A collegues' brother had a shared ownership house back in the '80s. When he came to sell the value had gone down, but the housing association refused to accept that it had, so he had to make up the short fall to pay them off. Luckily this was only a few grand back then, but at todays prices it could be a nasty hit if values do fall by 10-20%.
Government shared ownership is a terrible idea (in my opinion). You pay for half a house, if it increases, so does the next rung on the ladder, making the gap (and financial standing) even bigger). If house drop, then you end up with less money and possibly negative equity? But all along you are still paying rent.
Seems it would be better to rent and save in my opinion.
For some key workers (such as my friend who is a maths teacher) there are schemes where they key an interest free loan, with no rent to pay on the part they don't "own". Essentially they live in the home exactly as anyone else that has a mortgage but they can get a better home than they would if they were not in the scheme. I cannot see any downside to this.
In answer to the question, there are a number of schemes and only the people that administer the scheme in question should really be giving advice.
I've seen a quite a few Shared Ownership houses for sale in my area. 3 Bedroom townhouses selling 50% stake for more than half of what it would cost to buy a similiar place outright.
When the HA sell the share first time round, they can ask for whatever they feel the house is worth and will not budge-despite what a mortgage valuation said. However when we sold our share, we had to pay for an independent valuation and both us and the HA had to abide by that valuation, so at least we knew we were getting the best price and not having the HA grab more money!
Our first home was a bought through a shared ownership scheme. It was not a HA house though, The Kent County Council used to run what they called a "do-it-yourself shared ownership" scheme whereby you found your own house from the housing market within a certain area and for under a certain price, then they bought the other half. If it were not for this scheme, we would not afforded to get on the housing ladder at the time.
It does have MANY a downside though.
You are liable for the cost of ALL repairs (they will not give you a penny towards them)
You pay rent on their half which goes up every year (but only by about a fiver each month)
You must ask permission to do alterations such as new kitchens/bathrooms/windows etc. (we did not bother)Any improvements you do make are taken into account whan you sell up.
As the house prices rise you owe them more money should you ever want to buy the other half. (of course it does work the other way round too, not that this is very likely)
If you want to buy them out, THEY do the valuation (this in non-negotiable but fair) and tell you how much you must pay them. After this you must wait 3 months otherwise any profit you make in those 3 months must be shared with them.
If you want to move on without buying them out then they do the marketing and try to sell the house on to THEIR prospective shared ownership buyers.
It is a very flawed system and the pro's for them far outweigh the pro's for us, although I would expect that all HA's have their own rules.

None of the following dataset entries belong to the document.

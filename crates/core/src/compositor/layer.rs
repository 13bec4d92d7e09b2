use std::path::PathBuf;
use std::sync::Arc;

use tiny_skia::Pixmap;
use tracing::debug;

use crate::config::Anchor;
use crate::overlay::OverlayImage;
use crate::render::Canvas;
use crate::theme::Rgb;
use crate::timeline::Window;
use crate::Result;

/// Paint order, background-most first.
pub mod z {
    pub const BACKGROUND: i32 = 0;
    pub const SLIDE: i32 = 10;
    pub const CARD: i32 = 20;
    pub const SPEAKER: i32 = 30;
    pub const TRANSITION: i32 = 40;
    pub const HEADLINE: i32 = 50;
    pub const TICKER: i32 = 60;
    pub const LOGO: i32 = 70;
}

/// Where the speaker clip goes and how big it is.
#[derive(Debug, Clone, PartialEq)]
pub struct SpeakerPlacement {
    pub path: PathBuf,
    /// Target height in pixels; width follows the clip's aspect ratio.
    pub height: u32,
    pub anchor: Anchor,
    pub x_offset: i32,
    pub y_offset: i32,
}

#[derive(Debug, Clone)]
pub enum Visual {
    /// Whole-canvas solid color.
    Solid(Rgb),
    /// A rendered image at a pixel offset.
    Raster { pixmap: Arc<Pixmap>, x: i32, y: i32 },
    /// The foreground video clip, decoded by the encoder.
    Speaker(SpeakerPlacement),
}

#[derive(Debug, Clone)]
pub struct Layer {
    pub name: String,
    pub window: Window,
    pub z_order: i32,
    pub visual: Visual,
    pub fade_in: f64,
    pub fade_out: f64,
}

impl Layer {
    pub fn new(name: impl Into<String>, window: Window, z_order: i32, visual: Visual) -> Self {
        Self {
            name: name.into(),
            window,
            z_order,
            visual,
            fade_in: 0.0,
            fade_out: 0.0,
        }
    }

    pub fn from_overlay(name: impl Into<String>, z_order: i32, overlay: OverlayImage) -> Self {
        let visual = Visual::Raster {
            pixmap: Arc::new(overlay.pixmap),
            x: overlay.x,
            y: overlay.y,
        };
        Self {
            fade_in: overlay.fade_in,
            fade_out: overlay.fade_out,
            ..Self::new(name, overlay.window, z_order, visual)
        }
    }

    /// Opacity at local time `t`: zero outside the window, ramped inside
    /// the fade edges.
    pub fn opacity_at(&self, t: f64) -> f32 {
        if !self.window.contains(t) {
            return 0.0;
        }
        let since_start = t - self.window.start;
        let until_end = self.window.end() - t;
        let mut alpha = 1.0_f64;
        if self.fade_in > 0.0 {
            alpha = alpha.min(since_start / self.fade_in);
        }
        if self.fade_out > 0.0 {
            alpha = alpha.min(until_end / self.fade_out);
        }
        alpha.clamp(0.0, 1.0) as f32
    }

    /// Fades are shortened so in and out never overlap.
    fn fit_fades(&mut self) {
        let half = self.window.duration / 2.0;
        self.fade_in = self.fade_in.clamp(0.0, half);
        self.fade_out = self.fade_out.clamp(0.0, half);
    }
}

/// Time-clipped layers of one sequential part, kept in paint order.
#[derive(Debug, Clone)]
pub struct LayerStack {
    duration: f64,
    layers: Vec<Layer>,
}

impl LayerStack {
    pub fn new(duration: f64) -> Self {
        Self {
            duration: duration.max(0.0),
            layers: Vec::new(),
        }
    }

    pub fn duration(&self) -> f64 {
        self.duration
    }

    /// Clips the layer to `[0, duration]` and inserts it after every layer
    /// with a lower or equal z-order. A layer left with no visible time is
    /// dropped and `false` returned.
    pub fn push(&mut self, mut layer: Layer) -> bool {
        let start = layer.window.start.max(0.0);
        let end = layer.window.end().min(self.duration);
        if !(end > start) {
            debug!(layer = %layer.name, start = layer.window.start, "layer never visible, dropped");
            return false;
        }
        layer.window = Window::new(start, end - start);
        layer.fit_fades();

        let at = self.layers.partition_point(|l| l.z_order <= layer.z_order);
        self.layers.insert(at, layer);
        true
    }

    pub fn extend<I: IntoIterator<Item = Layer>>(&mut self, layers: I) -> usize {
        layers.into_iter().map(|l| self.push(l)).filter(|&kept| kept).count()
    }

    pub fn layers(&self) -> &[Layer] {
        &self.layers
    }

    pub fn len(&self) -> usize {
        self.layers.len()
    }

    pub fn is_empty(&self) -> bool {
        self.layers.is_empty()
    }

    pub fn active_at(&self, t: f64) -> impl Iterator<Item = &Layer> {
        self.layers.iter().filter(move |l| l.window.contains(t))
    }

    /// Composites every solid and raster layer visible at `t`. The speaker
    /// clip is not decoded here and is left out.
    pub fn render_frame(&self, t: f64, canvas: (u32, u32)) -> Result<Pixmap> {
        let mut frame = Canvas::filled(canvas.0, canvas.1, Rgb::BLACK)?;
        for layer in self.active_at(t) {
            let opacity = layer.opacity_at(t);
            if opacity <= 0.0 {
                continue;
            }
            match &layer.visual {
                Visual::Solid(color) => {
                    let solid = Canvas::filled(canvas.0, canvas.1, *color)?;
                    frame.draw_pixmap(solid.pixmap(), 0, 0, opacity);
                }
                Visual::Raster { pixmap, x, y } => frame.draw_pixmap(pixmap, *x, *y, opacity),
                Visual::Speaker(_) => {}
            }
        }
        Ok(frame.into_pixmap())
    }
}

#[cfg(test)]
mod tests {
    use super::*;

    fn solid(name: &str, start: f64, duration: f64, z: i32) -> Layer {
        Layer::new(name, Window::new(start, duration), z, Visual::Solid(Rgb::WHITE))
    }

    fn names(stack: &LayerStack) -> Vec<&str> {
        stack.layers().iter().map(|l| l.name.as_str()).collect()
    }

    #[test]
    fn layers_are_clipped_to_the_stack() {
        let mut stack = LayerStack::new(100.0);
        assert!(stack.push(solid("early", -5.0, 10.0, 0)));
        assert!(stack.push(solid("late", 95.0, 30.0, 0)));

        assert_eq!(stack.layers()[0].window, Window::new(0.0, 5.0));
        assert_eq!(stack.layers()[1].window, Window::new(95.0, 5.0));
        for layer in stack.layers() {
            assert!(layer.window.start >= 0.0);
            assert!(layer.window.end() <= stack.duration());
        }
    }

    #[test]
    fn layers_past_the_end_are_never_reached() {
        let mut stack = LayerStack::new(60.0);
        assert!(!stack.push(solid("after", 75.0, 4.0, 40)));
        assert!(!stack.push(solid("at end", 60.0, 4.0, 40)));
        assert!(!stack.push(solid("empty", 10.0, 0.0, 40)));
        assert!(stack.is_empty());
    }

    #[test]
    fn order_is_by_z_then_insertion() {
        let mut stack = LayerStack::new(10.0);
        stack.push(solid("ticker", 0.0, 10.0, z::TICKER));
        stack.push(solid("slide 1", 0.0, 5.0, z::SLIDE));
        stack.push(solid("bg", 0.0, 10.0, z::BACKGROUND));
        stack.push(solid("slide 2", 5.0, 5.0, z::SLIDE));
        stack.push(solid("speaker", 0.0, 10.0, z::SPEAKER));

        assert_eq!(names(&stack), vec!["bg", "slide 1", "slide 2", "speaker", "ticker"]);
    }

    #[test]
    fn opacity_ramps_across_fades() {
        let mut layer = solid("card", 10.0, 4.0, z::CARD);
        layer.fade_in = 0.5;
        layer.fade_out = 1.0;

        assert_eq!(layer.opacity_at(9.9), 0.0);
        assert!((layer.opacity_at(10.25) - 0.5).abs() < 1e-6);
        assert_eq!(layer.opacity_at(12.0), 1.0);
        assert!((layer.opacity_at(13.5) - 0.5).abs() < 1e-6);
        assert_eq!(layer.opacity_at(14.0), 0.0);
    }

    #[test]
    fn fades_never_exceed_half_the_window() {
        let mut stack = LayerStack::new(10.0);
        let mut layer = solid("blip", 0.0, 0.4, z::TRANSITION);
        layer.fade_in = 0.5;
        layer.fade_out = 0.5;
        stack.push(layer);
        assert!((stack.layers()[0].fade_in - 0.2).abs() < 1e-9);
    }

    #[test]
    fn frame_paints_only_active_layers() {
        let mut stack = LayerStack::new(10.0);
        stack.push(Layer::new("bg", Window::new(0.0, 10.0), z::BACKGROUND, Visual::Solid(Rgb(0, 0, 255))));
        let patch = Canvas::filled(2, 2, Rgb(255, 0, 0)).unwrap().into_pixmap();
        stack.push(Layer::new(
            "patch",
            Window::new(5.0, 2.0),
            z::CARD,
            Visual::Raster {
                pixmap: Arc::new(patch),
                x: 1,
                y: 1,
            },
        ));

        let before = stack.render_frame(1.0, (4, 4)).unwrap();
        let p = before.pixel(1, 1).unwrap();
        assert_eq!((p.red(), p.green(), p.blue()), (0, 0, 255));

        let during = stack.render_frame(6.0, (4, 4)).unwrap();
        let p = during.pixel(1, 1).unwrap();
        assert_eq!((p.red(), p.green(), p.blue()), (255, 0, 0));
        let p = during.pixel(3, 3).unwrap();
        assert_eq!((p.red(), p.green(), p.blue()), (0, 0, 255));
    }
}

We did manage to buy ours out, but we would have been MUCH better off saving long and hard and tried to buy outright in the first place.

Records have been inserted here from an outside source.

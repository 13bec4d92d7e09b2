use std::fmt;
use std::path::Path;
use std::sync::Arc;

use fontdue::{Font, FontSettings};
use tiny_skia::{Color, Pixmap};

use crate::layout::{FontMetric, MonoMetric};
use crate::{Result, SlidecastError};

/// The run's text face. Empty when no font file could be loaded, in which
/// case text is measured approximately and not drawn.
#[derive(Clone, Default)]
pub struct Typeface {
    font: Option<Arc<Font>>,
}

impl fmt::Debug for Typeface {
    fn fmt(&self, f: &mut fmt::Formatter<'_>) -> fmt::Result {
        f.debug_struct("Typeface")
            .field("loaded", &self.font.is_some())
            .finish()
    }
}

impl Typeface {
    pub fn none() -> Self {
        Self::default()
    }

    pub fn from_bytes(bytes: &[u8]) -> Result<Self> {
        let font = Font::from_bytes(bytes, FontSettings::default())
            .map_err(|e| SlidecastError::render(format!("font parse: {e}")))?;
        Ok(Self {
            font: Some(Arc::new(font)),
        })
    }

    pub fn from_file(path: &Path) -> Result<Self> {
        let bytes = std::fs::read(path)?;
        Self::from_bytes(&bytes)
    }

    pub fn is_loaded(&self) -> bool {
        self.font.is_some()
    }

    pub fn metric(&self, px: f32) -> FaceMetric<'_> {
        FaceMetric {
            font: self.font.as_deref(),
            px,
            fallback: MonoMetric::for_size(px),
        }
    }
}

/// A typeface pinned to one pixel size.
#[derive(Clone, Copy)]
pub struct FaceMetric<'a> {
    font: Option<&'a Font>,
    px: f32,
    fallback: MonoMetric,
}

impl FaceMetric<'_> {
    pub fn size(&self) -> f32 {
        self.px
    }

    fn ascent(&self) -> f32 {
        self.font
            .and_then(|font| font.horizontal_line_metrics(self.px))
            .map(|m| m.ascent)
            .unwrap_or(self.px)
    }

    /// Rasterizes `text` with its top edge at `y`, alpha-blending each glyph
    /// coverage mask into the premultiplied pixmap.
    pub fn draw(&self, pixmap: &mut Pixmap, text: &str, x: f32, y: f32, color: Color) {
        let Some(font) = self.font else {
            return;
        };
        let (width, height) = (pixmap.width() as i32, pixmap.height() as i32);
        let rgba = color.to_color_u8();
        let baseline = y + self.ascent();
        let data = pixmap.data_mut();

        let mut pen = x;
        for ch in text.chars() {
            let (metrics, coverage) = font.rasterize(ch, self.px);
            let left = (pen + metrics.xmin as f32).round() as i32;
            let top = (baseline - metrics.height as f32 - metrics.ymin as f32).round() as i32;

            for row in 0..metrics.height {
                let py = top + row as i32;
                if py < 0 || py >= height {
                    continue;
                }
                for col in 0..metrics.width {
                    let px = left + col as i32;
                    if px < 0 || px >= width {
                        continue;
                    }
                    let mask = coverage[row * metrics.width + col];
                    if mask == 0 {
                        continue;
                    }
                    let idx = (py as usize * width as usize + px as usize) * 4;
                    let alpha = (u16::from(mask) * u16::from(rgba.alpha()) / 255) as u8;
                    blend_over(
                        &mut data[idx..idx + 4],
                        [rgba.red(), rgba.green(), rgba.blue(), alpha],
                    );
                }
            }
            pen += metrics.advance_width;
        }
    }
}

impl FontMetric for FaceMetric<'_> {
    fn text_width(&self, text: &str) -> f32 {
        match self.font {
            Some(font) => text
                .chars()
                .map(|ch| font.metrics(ch, self.px).advance_width)
                .sum(),
            None => self.fallback.text_width(text),
        }
    }

    fn line_height(&self) -> f32 {
        self.font
            .and_then(|font| font.horizontal_line_metrics(self.px))
            .map(|m| m.new_line_size)
            .unwrap_or_else(|| self.fallback.line_height())
    }
}

/// Source-over for one premultiplied RGBA pixel; `src` is straight alpha.
fn blend_over(dst: &mut [u8], src: [u8; 4]) {
    let alpha = u16::from(src[3]);
    if alpha == 0 {
        return;
    }
    let inv = 255 - alpha;
    for channel in 0..3 {
        let s = u16::from(src[channel]) * alpha / 255;
        let d = u16::from(dst[channel]);
        dst[channel] = (s + (d * inv + 127) / 255).min(255) as u8;
    }
    let d = u16::from(dst[3]);
    dst[3] = (alpha + (d * inv + 127) / 255).min(255) as u8;
}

In my opinion shared ownership schemes are an attempt to keep the cost of housing ludicrously high whilst pretended to help FTB's.
If these schemes really take off people in future will find they just pay ever more daft amounts for an ever smaller portion of a house. In fact they could potentially create an entirely new market considerably more expensive than todays which is probably why many people who make money out of property are keen to back them.

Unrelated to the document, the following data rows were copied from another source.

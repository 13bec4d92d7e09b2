//! Core library for the Slidecast compositor.
//!
//! Turns a narrated script into one video: a timing model schedules the
//! segments, the slide renderer and overlay library draw time-boxed stills,
//! and the compositor stacks them over a background and the speaker clip
//! before handing the program to an encoder.

pub mod assets;
pub mod audio;
pub mod compositor;
pub mod config;
pub mod error;
pub mod export;
pub mod layout;
pub mod overlay;
pub mod render;
pub mod script;
pub mod slide;
pub mod theme;
pub mod timeline;

pub use audio::{AudioSource, MusicBed};
pub use compositor::{
    ComposeRequest, ComposeState, CompositeResult, Compositor, Layer, LayerStack,
    OverlayStrategy, Program,
};
pub use config::AppConfig;
pub use error::{Result, SlidecastError};
pub use export::{probe_duration, Encoder, EncoderSettings, FfmpegEncoder};
pub use layout::{truncate, wrap, FontMetric};
pub use render::{RenderingContext, Typeface};
pub use script::{EducationalContent, Narration, Script, SpeakerClip};
pub use slide::{build_slides, render_slide, Slide, SlideOptions};
pub use theme::{Theme, ThemeRegistry};
pub use timeline::{build_timeline, format_timestamp, Chapter, Timeline};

I was a FTB when i purchased a 50% share in a 2 bed detatched house near Dudley (fairly new estate). The other 50% was owned by an association, and included in the rent was building insurance, and maintenance to the exterior (including sending a gardener once a month in the summer). The mortgage for my share was for less than £60k, which is all i could borrow so i hadn't got many options. I lived there for 2 years before i decided to sell (4 months ago) and an independent valuation said the property value had gone up by £25k (absolutely no changes to the property apart from painting the hall and stairs - best bit of DIY i ever did ). Obviously i was thrilled (a nice tidy profit which easily outwayed the rent i had paid for two years). I realise, that i was possibly lucky (right place at the right time etc) but my experience is that shared ownership is a very good idea and very helpful when you're buying your first home. RE the question about the boiler...you as the tennant are normally expected to pay for repairs to this like but i was told that in some circumstances the cost is shared by the association (shared owner). Hope this helps with your brothers decision.